YOUR OBJECTIVE: Below are records; output exactly the lines from the one with "pub struct CommitEditMsgSink;" through their final line.

(Stored data entries)
== Segment start ==

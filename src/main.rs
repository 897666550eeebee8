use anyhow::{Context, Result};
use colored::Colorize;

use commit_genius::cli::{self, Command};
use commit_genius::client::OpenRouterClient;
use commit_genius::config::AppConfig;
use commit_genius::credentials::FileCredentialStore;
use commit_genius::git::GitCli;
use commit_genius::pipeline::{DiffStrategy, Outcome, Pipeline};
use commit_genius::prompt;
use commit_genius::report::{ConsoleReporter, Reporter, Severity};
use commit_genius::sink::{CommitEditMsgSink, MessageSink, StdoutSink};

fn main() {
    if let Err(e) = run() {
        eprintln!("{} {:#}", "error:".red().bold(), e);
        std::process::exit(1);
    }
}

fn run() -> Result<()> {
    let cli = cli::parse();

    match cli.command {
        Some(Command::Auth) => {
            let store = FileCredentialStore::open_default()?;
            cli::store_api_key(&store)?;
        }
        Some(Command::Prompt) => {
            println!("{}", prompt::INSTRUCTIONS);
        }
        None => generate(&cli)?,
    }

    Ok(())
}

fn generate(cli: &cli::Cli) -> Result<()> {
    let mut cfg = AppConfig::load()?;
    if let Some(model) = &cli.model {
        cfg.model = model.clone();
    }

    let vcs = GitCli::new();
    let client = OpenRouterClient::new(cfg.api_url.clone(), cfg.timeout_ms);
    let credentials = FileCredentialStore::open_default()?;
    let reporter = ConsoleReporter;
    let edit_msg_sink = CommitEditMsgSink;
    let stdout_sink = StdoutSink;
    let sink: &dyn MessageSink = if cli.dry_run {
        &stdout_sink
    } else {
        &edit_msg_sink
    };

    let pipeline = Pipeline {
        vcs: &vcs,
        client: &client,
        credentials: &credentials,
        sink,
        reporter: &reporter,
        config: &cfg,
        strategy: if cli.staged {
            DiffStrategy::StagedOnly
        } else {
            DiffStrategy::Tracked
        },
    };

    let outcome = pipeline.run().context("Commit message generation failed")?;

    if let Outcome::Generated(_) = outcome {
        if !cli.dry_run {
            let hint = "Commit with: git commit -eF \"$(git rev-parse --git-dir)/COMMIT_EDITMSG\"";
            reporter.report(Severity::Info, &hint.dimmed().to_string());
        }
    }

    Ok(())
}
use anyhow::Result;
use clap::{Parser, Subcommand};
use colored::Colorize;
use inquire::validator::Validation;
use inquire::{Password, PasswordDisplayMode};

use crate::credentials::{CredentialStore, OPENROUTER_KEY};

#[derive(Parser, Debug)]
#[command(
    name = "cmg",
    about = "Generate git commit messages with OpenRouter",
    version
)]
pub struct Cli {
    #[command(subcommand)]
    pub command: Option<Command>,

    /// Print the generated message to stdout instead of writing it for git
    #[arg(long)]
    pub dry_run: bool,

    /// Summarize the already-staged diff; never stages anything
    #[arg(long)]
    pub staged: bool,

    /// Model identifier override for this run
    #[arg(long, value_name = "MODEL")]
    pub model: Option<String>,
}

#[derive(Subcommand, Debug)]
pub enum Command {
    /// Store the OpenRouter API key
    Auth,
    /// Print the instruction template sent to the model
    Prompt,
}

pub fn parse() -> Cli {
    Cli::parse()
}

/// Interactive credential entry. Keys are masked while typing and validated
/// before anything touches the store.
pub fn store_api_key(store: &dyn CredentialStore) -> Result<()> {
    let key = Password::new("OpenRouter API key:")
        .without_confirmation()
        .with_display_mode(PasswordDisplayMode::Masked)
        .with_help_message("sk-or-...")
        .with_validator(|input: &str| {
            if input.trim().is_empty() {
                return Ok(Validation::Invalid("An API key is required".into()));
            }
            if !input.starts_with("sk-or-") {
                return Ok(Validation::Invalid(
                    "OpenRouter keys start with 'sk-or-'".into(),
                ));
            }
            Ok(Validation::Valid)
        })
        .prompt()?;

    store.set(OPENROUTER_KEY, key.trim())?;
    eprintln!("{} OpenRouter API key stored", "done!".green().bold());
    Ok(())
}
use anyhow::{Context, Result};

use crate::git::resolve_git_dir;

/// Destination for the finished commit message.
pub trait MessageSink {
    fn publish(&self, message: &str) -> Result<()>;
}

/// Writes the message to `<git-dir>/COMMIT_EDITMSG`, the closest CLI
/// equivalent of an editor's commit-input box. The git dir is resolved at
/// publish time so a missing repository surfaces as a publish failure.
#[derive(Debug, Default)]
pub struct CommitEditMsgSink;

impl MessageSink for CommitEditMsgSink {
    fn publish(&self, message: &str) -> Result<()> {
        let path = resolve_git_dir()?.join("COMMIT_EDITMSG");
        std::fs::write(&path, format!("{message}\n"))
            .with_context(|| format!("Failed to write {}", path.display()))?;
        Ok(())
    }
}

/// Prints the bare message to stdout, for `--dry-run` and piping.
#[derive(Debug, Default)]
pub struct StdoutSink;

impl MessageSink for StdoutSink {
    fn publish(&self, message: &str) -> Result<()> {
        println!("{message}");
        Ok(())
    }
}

== Segment end ==

THE ANSWER:
pub struct CommitEditMsgSink;

impl MessageSink for CommitEditMsgSink {
    fn publish(&self, message: &str) -> Result<()> {
        let path = resolve_git_dir()?.join("COMMIT_EDITMSG");
        std::fs::write(&path, format!("{message}\n"))
            .with_context(|| format!("Failed to write {}", path.display()))?;
        Ok(())
    }
}

/// Prints the bare message to stdout, for `--dry-run` and piping.
#[derive(Debug, Default)]
pub struct StdoutSink;

impl MessageSink for StdoutSink {
    fn publish(&self, message: &str) -> Result<()> {
        println!("{message}");
        Ok(())
    }
}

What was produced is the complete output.